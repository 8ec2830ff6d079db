//! HTTP Routes
//!
//! - `/` - the explorer page
//! - `/api/query` - upload a database and (optionally) ask a question
//! - `/api/health` - health check

pub mod health;
pub mod query;
pub mod ui;

use axum::Router;
use tower_http::trace::TraceLayer;
use tracing::info;

use crate::models::AppState;

/// Create the main application router
pub fn create_router(state: AppState) -> Router {
    info!("Creating application router");

    Router::new()
        .merge(ui::router(state.clone()))
        .merge(query::router(state.clone()))
        .merge(health::router(state))
        .layer(TraceLayer::new_for_http())
}
// Type definitions and enums

#[derive(Debug, Clone, Copy, PartialEq, Eq, serde::Serialize, serde::Deserialize)]
pub enum LLMProvider {
    OpenAI,
    OpenRouter,
    Groq,
}

impl LLMProvider {
    /// Parse a provider name as it appears in `LLM_PROVIDER`
    pub fn parse(name: &str) -> Option<Self> {
        match name.trim().to_lowercase().as_str() {
            "openai" => Some(LLMProvider::OpenAI),
            "openrouter" => Some(LLMProvider::OpenRouter),
            "groq" => Some(LLMProvider::Groq),
            _ => None,
        }
    }

    /// Default OpenAI-compatible API base for the provider
    pub fn default_base_url(&self) -> &'static str {
        match self {
            LLMProvider::OpenAI => "https://api.openai.com/v1",
            LLMProvider::OpenRouter => "https://openrouter.ai/api/v1",
            LLMProvider::Groq => "https://api.groq.com/openai/v1",
        }
    }
}

impl std::fmt::Display for LLMProvider {
    fn fmt(&self, f: &mut std::fmt::Formatter<'_>) -> std::fmt::Result {
        match self {
            LLMProvider::OpenAI => write!(f, "openai"),
            LLMProvider::OpenRouter => write!(f, "openrouter"),
            LLMProvider::Groq => write!(f, "groq"),
        }
    }
}

#[derive(Debug, Clone, serde::Serialize, serde::Deserialize)]
pub struct LLMRequest {
    pub model: String,
    pub messages: Vec<LLMMessage>,
    pub max_tokens: Option<u32>,
    pub temperature: Option<f32>,
    pub stop: Option<Vec<String>>,
}

#[derive(Debug, Clone, PartialEq, serde::Serialize, serde::Deserialize)]
pub struct LLMMessage {
    pub role: String, // "user", "assistant", "system"
    pub content: String,
}

impl LLMMessage {
    pub fn new(role: impl Into<String>, content: impl Into<String>) -> Self {
        Self {
            role: role.into(),
            content: content.into(),
        }
    }

    pub fn user(content: impl Into<String>) -> Self {
        Self::new("user", content)
    }

    pub fn system(content: impl Into<String>) -> Self {
        Self::new("system", content)
    }
}

#[derive(Debug, Clone, serde::Serialize, serde::Deserialize)]
pub struct LLMResponse {
    pub content: String,
    pub finish_reason: String,
    pub usage: TokenUsage,
}

#[derive(Debug, Clone, Default, serde::Serialize, serde::Deserialize)]
pub struct TokenUsage {
    pub prompt_tokens: u32,
    pub completion_tokens: u32,
    pub total_tokens: u32,
}

#[derive(Debug, thiserror::Error)]
pub enum AppError {
    #[error("Database error: {0}")]
    Database(#[from] sqlx::Error),

    #[error("I/O error: {0}")]
    Io(#[from] std::io::Error),

    #[error("LLM API error: {0}")]
    LLMApi(String),

    #[error("Configuration error: {0}")]
    Config(String),

    #[error("Unsupported file: {0}")]
    UnsupportedFile(String),

    #[error("Invalid request: {0}")]
    InvalidRequest(String),

    #[error("Agent error: {0}")]
    Agent(String),
}

pub type AppResult<T> = std::result::Result<T, AppError>;

#[cfg(test)]
mod tests {
    use super::*;

    #[test]
    fn test_provider_parse() {
        assert_eq!(LLMProvider::parse("openai"), Some(LLMProvider::OpenAI));
        assert_eq!(LLMProvider::parse(" OpenRouter "), Some(LLMProvider::OpenRouter));
        assert_eq!(LLMProvider::parse("groq"), Some(LLMProvider::Groq));
        assert_eq!(LLMProvider::parse("anthropic"), None);
    }

    #[test]
    fn test_provider_display_matches_parse() {
        for provider in [LLMProvider::OpenAI, LLMProvider::OpenRouter, LLMProvider::Groq] {
            assert_eq!(LLMProvider::parse(&provider.to_string()), Some(provider));
        }
    }
}
// LLM abstraction layer

pub mod provider;
pub mod openai;

pub use provider::*;
pub use crate::types::{LLMMessage, LLMRequest, LLMResponse, TokenUsage};
//! OS signal handling.

use crate::lifecycle::Shutdown;

/// Wait for SIGINT (Ctrl+C) or, on Unix, SIGTERM.
pub async fn wait_for_signal() {
    let ctrl_c = async {
        if let Err(e) = tokio::signal::ctrl_c().await {
            tracing::error!(error = %e, "Failed to install Ctrl+C handler");
            std::future::pending::<()>().await;
        }
    };

    #[cfg(unix)]
    let terminate = async {
        use tokio::signal::unix::{signal, SignalKind};
        match signal(SignalKind::terminate()) {
            Ok(mut sig) => {
                sig.recv().await;
            }
            Err(e) => {
                tracing::error!(error = %e, "Failed to install SIGTERM handler");
                std::future::pending::<()>().await;
            }
        }
    };

    #[cfg(not(unix))]
    let terminate = std::future::pending::<()>();

    tokio::select! {
        _ = ctrl_c => {},
        _ = terminate => {},
    }
}

/// Trigger `shutdown` once a termination signal arrives.
pub fn spawn_signal_listener(shutdown: &Shutdown) {
    let shutdown = shutdown.clone();
    tokio::spawn(async move {
        wait_for_signal().await;
        tracing::info!("Shutdown signal received");
        shutdown.trigger();
    });
}
//! Length-checked line reading.
//!
//! Lines are read into a caller-owned, growable buffer. A line longer than the
//! limit is reported instead of being truncated or split.

use tokio::io::{AsyncBufRead, AsyncBufReadExt};

/// Outcome of reading one line.
#[derive(Debug, PartialEq, Eq)]
pub enum ReadLine {
    /// A line was read; the buffer holds it including its terminator (if any).
    Line,
    /// The stream ended before any byte of a new line.
    Eof,
    /// The line would exceed the limit. Nothing past the limit was consumed.
    TooLong,
}

/// Read one `\n`-terminated line into `buf`, refusing lines over `limit` bytes.
///
/// A final line without a terminator is returned as [`ReadLine::Line`].
pub async fn read_line<R>(reader: &mut R, buf: &mut Vec<u8>, limit: usize) -> std::io::Result<ReadLine>
where
    R: AsyncBufRead + Unpin,
{
    buf.clear();
    loop {
        let available = reader.fill_buf().await?;
        if available.is_empty() {
            return Ok(if buf.is_empty() { ReadLine::Eof } else { ReadLine::Line });
        }

        let (complete, used) = match available.iter().position(|&b| b == b'\n') {
            Some(idx) => (true, idx + 1),
            None => (false, available.len()),
        };
        if buf.len() + used > limit {
            return Ok(ReadLine::TooLong);
        }
        buf.extend_from_slice(&available[..used]);
        reader.consume(used);

        if complete {
            return Ok(ReadLine::Line);
        }
    }
}

/// Strip a trailing `\r\n` or `\n`.
pub fn trim_line_end(line: &[u8]) -> &[u8] {
    let line = line.strip_suffix(b"\n").unwrap_or(line);
    line.strip_suffix(b"\r").unwrap_or(line)
}

/// True for a line consisting only of its terminator.
pub fn is_blank(line: &[u8]) -> bool {
    trim_line_end(line).is_empty()
}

━━━━━━

INSTRUCTIONS TO FOLLOW
The required output is the stretch of entries above from the line containing "to install SIGTERM" through the line containing "Strip a trailing", reproduced exactly.

SOLUTION FOR THIS PROBLEM
                tracing::error!(error = %e, "Failed to install SIGTERM handler");
                std::future::pending::<()>().await;
            }
        }
    };

    #[cfg(not(unix))]
    let terminate = std::future::pending::<()>();

    tokio::select! {
        _ = ctrl_c => {},
        _ = terminate => {},
    }
}

/// Trigger `shutdown` once a termination signal arrives.
pub fn spawn_signal_listener(shutdown: &Shutdown) {
    let shutdown = shutdown.clone();
    tokio::spawn(async move {
        wait_for_signal().await;
        tracing::info!("Shutdown signal received");
        shutdown.trigger();
    });
}
//! Length-checked line reading.
//!
//! Lines are read into a caller-owned, growable buffer. A line longer than the
//! limit is reported instead of being truncated or split.

use tokio::io::{AsyncBufRead, AsyncBufReadExt};

/// Outcome of reading one line.
#[derive(Debug, PartialEq, Eq)]
pub enum ReadLine {
    /// A line was read; the buffer holds it including its terminator (if any).
    Line,
    /// The stream ended before any byte of a new line.
    Eof,
    /// The line would exceed the limit. Nothing past the limit was consumed.
    TooLong,
}

/// Read one `\n`-terminated line into `buf`, refusing lines over `limit` bytes.
///
/// A final line without a terminator is returned as [`ReadLine::Line`].
pub async fn read_line<R>(reader: &mut R, buf: &mut Vec<u8>, limit: usize) -> std::io::Result<ReadLine>
where
    R: AsyncBufRead + Unpin,
{
    buf.clear();
    loop {
        let available = reader.fill_buf().await?;
        if available.is_empty() {
            return Ok(if buf.is_empty() { ReadLine::Eof } else { ReadLine::Line });
        }

        let (complete, used) = match available.iter().position(|&b| b == b'\n') {
            Some(idx) => (true, idx + 1),
            None => (false, available.len()),
        };
        if buf.len() + used > limit {
            return Ok(ReadLine::TooLong);
        }
        buf.extend_from_slice(&available[..used]);
        reader.consume(used);

        if complete {
            return Ok(ReadLine::Line);
        }
    }
}

/// Strip a trailing `\r\n` or `\n`.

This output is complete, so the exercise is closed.